BEGIN DATA SHOWN

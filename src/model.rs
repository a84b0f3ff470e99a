use chrono::{DateTime, Utc};
use schemars::JsonSchema;
use serde::{Deserialize, Serialize};

/// The author shown when a post is submitted without a name.
pub const ANONYMOUS: &str = "anonymous";

/// A single bulletin board post.
///
/// The serialized field names are the ones used by the backing JSON file,
/// so changing them breaks existing boards. A field missing from a
/// hand-edited file takes its zero value instead of failing the whole load.
#[derive(Debug, Clone, Default, PartialEq, Eq, Deserialize, Serialize, JsonSchema)]
#[serde(default)]
pub struct Post {
	/// The sequential identifier of the post, starting at 1.
	pub id: u64,
	/// The name of the author.
	#[serde(rename = "name")]
	pub author: String,
	/// The message itself. Line breaks are kept as written.
	pub body: String,
	/// Relative URL of the attached image, or empty when there is none.
	#[serde(rename = "image")]
	pub image_path: String,
	/// The creation time of the post, in epoch seconds.
	#[serde(rename = "ctime", with = "chrono::serde::ts_seconds")]
	#[schemars(with = "i64")]
	pub created_at: DateTime<Utc>,
}

impl Post {
	/// The attached image, if any.
	pub fn image(&self) -> Option<&str> {
		(!self.image_path.is_empty()).then_some(self.image_path.as_str())
	}

	/// Whether the post matches a search query.
	///
	/// `needle` must already be lowercased. An empty needle matches everything.
	pub fn matches(&self, needle: &str) -> bool {
		if needle.is_empty() {
			return true;
		}

		format!("{} {}", self.author, self.body)
			.to_lowercase()
			.contains(needle)
	}
}

/// The user supplied part of a post, before it is given an id and timestamp.
#[derive(Debug, Clone, Default)]
pub struct NewPost {
	pub author: String,
	pub body: String,
	pub image_path: String,
}

impl NewPost {
	/// Normalizes raw form input: both fields are trimmed and an empty
	/// author becomes [`ANONYMOUS`].
	pub fn new(author: &str, body: &str, image_path: Option<String>) -> Self {
		let author = author.trim();

		Self {
			author: if author.is_empty() {
				ANONYMOUS.to_owned()
			} else {
				author.to_owned()
			},
			body: body.trim().to_owned(),
			image_path: image_path.unwrap_or_default(),
		}
	}
}

/// Normalizes a raw search query into the lowercased needle used by [`Post::matches`].
pub fn needle(query: &str) -> String {
	query.trim().to_lowercase()
}

/// Returns the posts matching `query`, newest first.
pub fn search<'a>(posts: &'a [Post], query: &str) -> impl Iterator<Item = &'a Post> {
	let needle = needle(query);

	posts.iter().rev().filter(move |post| post.matches(&needle))
}
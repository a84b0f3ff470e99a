use aide::axum::{routing::get_with, ApiRouter};
use axum::http::StatusCode;

use crate::{error, AppState};

pub mod model;
pub mod route;

#[derive(Debug, thiserror::Error)]
pub enum Error {
	#[error("unknown post {0}")]
	UnknownPost(u64),
}

pub type RouteError = error::RouteError<Error>;

pub fn routes() -> ApiRouter<AppState> {
	use route::*;

	ApiRouter::new()
		.api_route("/", get_with(get_posts, get_posts_docs))
		.api_route("/:id", get_with(get_post, get_post_docs))
}

impl error::ErrorShape for Error {
	fn status(&self) -> StatusCode {
		match self {
			Self::UnknownPost(..) => StatusCode::NOT_FOUND,
		}
	}

	fn into_errors(self) -> Vec<error::Message<'static>> {
		let message = error::Message::new(self.to_string());
		let Self::UnknownPost(post) = self;

		message.detail("post", post).into_vec()
	}
}

#[cfg(test)]
mod test {
	use crate::{model::NewPost, test::*};

	#[tokio::test]
	async fn test_list_posts_newest_first() {
		let app = app();

		for (author, body) in [("alice", "first"), ("bob", "second"), ("carol", "Third FIRST")] {
			app.store
				.append(NewPost::new(author, body, None))
				.await
				.unwrap();
		}

		let response = app.server.get("/api/posts").await;

		assert_eq!(response.status_code(), 200);

		let posts = response.json::<serde_json::Value>();
		let ids = posts
			.as_array()
			.unwrap()
			.iter()
			.map(|post| post["id"].as_u64().unwrap())
			.collect::<Vec<_>>();

		assert_eq!(ids, vec![3, 2, 1]);
		assert_eq!(posts[0]["name"], "carol");
		assert_eq!(posts[0]["ctime"], FIXED_TIMESTAMP);

		let response = app.server.get("/api/posts").add_query_param("q", "first").await;
		let ids = response
			.json::<serde_json::Value>()
			.as_array()
			.unwrap()
			.iter()
			.map(|post| post["id"].as_u64().unwrap())
			.collect::<Vec<_>>();

		assert_eq!(ids, vec![3, 1]);
	}

	#[tokio::test]
	async fn test_long_query_is_rejected() {
		let app = app();

		let response = app
			.server
			.get("/api/posts")
			.add_query_param("q", "x".repeat(300))
			.await;

		assert_eq!(response.status_code(), 400);
		assert_eq!(response.json::<serde_json::Value>()["errors"][0]["field"], "q");
	}

	#[tokio::test]
	async fn test_get_single_post() {
		let app = app();

		app.store
			.append(NewPost::new("alice", "hello", None))
			.await
			.unwrap();

		let response = app.server.get("/api/posts/1").await;

		assert_eq!(response.status_code(), 200);
		assert_eq!(response.json::<serde_json::Value>()["body"], "hello");

		let response = app.server.get("/api/posts/2").await;

		assert_eq!(response.status_code(), 404);
		assert_eq!(
			response.json::<serde_json::Value>(),
			json!({
				"success": false,
				"errors": [{ "content": "unknown post 2", "details": { "post": 2 } }],
			})
		);

		let response = app.server.get("/api/posts/abc").await;

		assert_eq!(response.status_code(), 400);
	}
}
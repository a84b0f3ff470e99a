use std::sync::Arc;

use axum::{
	extract::State,
	http::{header, HeaderMap},
	routing::get,
	Router,
};
use chrono::FixedOffset;
use rand::seq::SliceRandom;

use crate::{clock::Clock, AppState};

pub const FORTUNES: [&str; 4] = ["Excellent luck", "Good luck", "Fair luck", "Bad luck"];

pub fn routes() -> Router<AppState> {
	Router::new()
		.route("/hello", get(hello))
		.route("/info", get(info))
		.route("/webfortune", get(fortune))
}

pub async fn hello() -> &'static str {
	"Hello from the bulletin server!"
}

/// Echoes the current time and the caller's user agent.
pub async fn info(
	State(clock): State<Arc<dyn Clock>>,
	State(timezone): State<FixedOffset>,
	headers: HeaderMap,
) -> String {
	let now = clock.now().with_timezone(&timezone);
	let agent = headers
		.get(header::USER_AGENT)
		.and_then(|value| value.to_str().ok())
		.unwrap_or_default();

	format!(
		"The current time is {} and your browser is \"{agent}\".",
		now.format("%Y/%m/%d %H:%M:%S")
	)
}

/// Draws a fortune at random.
pub async fn fortune() -> String {
	let fortune = FORTUNES
		.choose(&mut rand::thread_rng())
		.copied()
		.unwrap_or(FORTUNES[0]);

	format!("Your fortune today is {fortune}.")
}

END DATA SHOWN

→ **WHAT TO WORK ON**
Copy out every line of the data in which the word "breaks" is found.

→ **RESULT FOR THIS EXERCISE**
/// so changing them breaks existing boards. A field missing from a
	/// The message itself. Line breaks are kept as written.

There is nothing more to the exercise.